* [What you have to do] Repeat exactly what appears from the opening line of the listing to the line with "static CELLS: Lazy<Selector>", inclusive.

* [Task material]

---------------

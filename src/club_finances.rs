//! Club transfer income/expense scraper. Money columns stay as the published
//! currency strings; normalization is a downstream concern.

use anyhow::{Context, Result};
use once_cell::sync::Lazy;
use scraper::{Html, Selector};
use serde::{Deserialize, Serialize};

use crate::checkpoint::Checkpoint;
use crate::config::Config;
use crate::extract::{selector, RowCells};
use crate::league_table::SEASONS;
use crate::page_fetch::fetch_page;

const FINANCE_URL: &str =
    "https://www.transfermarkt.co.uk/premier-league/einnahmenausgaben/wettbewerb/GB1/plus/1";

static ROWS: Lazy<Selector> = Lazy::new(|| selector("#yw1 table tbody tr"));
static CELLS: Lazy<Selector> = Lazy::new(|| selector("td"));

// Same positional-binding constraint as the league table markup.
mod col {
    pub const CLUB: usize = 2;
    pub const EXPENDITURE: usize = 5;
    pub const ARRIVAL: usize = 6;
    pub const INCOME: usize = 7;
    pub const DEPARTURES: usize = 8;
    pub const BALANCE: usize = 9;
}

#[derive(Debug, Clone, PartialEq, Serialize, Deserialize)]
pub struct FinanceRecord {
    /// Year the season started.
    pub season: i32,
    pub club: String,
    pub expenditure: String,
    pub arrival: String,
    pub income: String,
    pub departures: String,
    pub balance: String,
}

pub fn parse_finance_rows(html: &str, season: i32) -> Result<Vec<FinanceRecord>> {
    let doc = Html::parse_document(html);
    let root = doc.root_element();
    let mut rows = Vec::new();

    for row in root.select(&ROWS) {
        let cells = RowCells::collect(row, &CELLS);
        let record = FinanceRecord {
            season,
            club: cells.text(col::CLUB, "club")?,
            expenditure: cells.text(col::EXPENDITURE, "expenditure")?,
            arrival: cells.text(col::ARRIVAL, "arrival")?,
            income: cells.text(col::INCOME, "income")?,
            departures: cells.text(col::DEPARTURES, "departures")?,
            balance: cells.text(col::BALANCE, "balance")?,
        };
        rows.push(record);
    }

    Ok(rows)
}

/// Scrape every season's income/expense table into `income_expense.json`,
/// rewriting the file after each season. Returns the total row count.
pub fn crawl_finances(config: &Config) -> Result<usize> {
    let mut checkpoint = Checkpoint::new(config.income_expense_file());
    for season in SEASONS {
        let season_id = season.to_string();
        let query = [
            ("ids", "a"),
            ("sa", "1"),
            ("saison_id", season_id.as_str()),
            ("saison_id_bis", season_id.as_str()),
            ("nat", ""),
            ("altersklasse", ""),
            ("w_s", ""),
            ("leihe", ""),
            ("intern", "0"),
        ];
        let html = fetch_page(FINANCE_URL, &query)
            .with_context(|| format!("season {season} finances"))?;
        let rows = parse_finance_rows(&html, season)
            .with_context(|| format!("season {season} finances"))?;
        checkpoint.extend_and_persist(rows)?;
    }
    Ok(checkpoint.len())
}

---------------

* [Written response]
filename src/club_finances.rs
//! Club transfer income/expense scraper. Money columns stay as the published
//! currency strings; normalization is a downstream concern.

use anyhow::{Context, Result};
use once_cell::sync::Lazy;
use scraper::{Html, Selector};
use serde::{Deserialize, Serialize};

use crate::checkpoint::Checkpoint;
use crate::config::Config;
use crate::extract::{selector, RowCells};
use crate::league_table::SEASONS;
use crate::page_fetch::fetch_page;

const FINANCE_URL: &str =
    "https://www.transfermarkt.co.uk/premier-league/einnahmenausgaben/wettbewerb/GB1/plus/1";

static ROWS: Lazy<Selector> = Lazy::new(|| selector("#yw1 table tbody tr"));
static CELLS: Lazy<Selector> = Lazy::new(|| selector("td"));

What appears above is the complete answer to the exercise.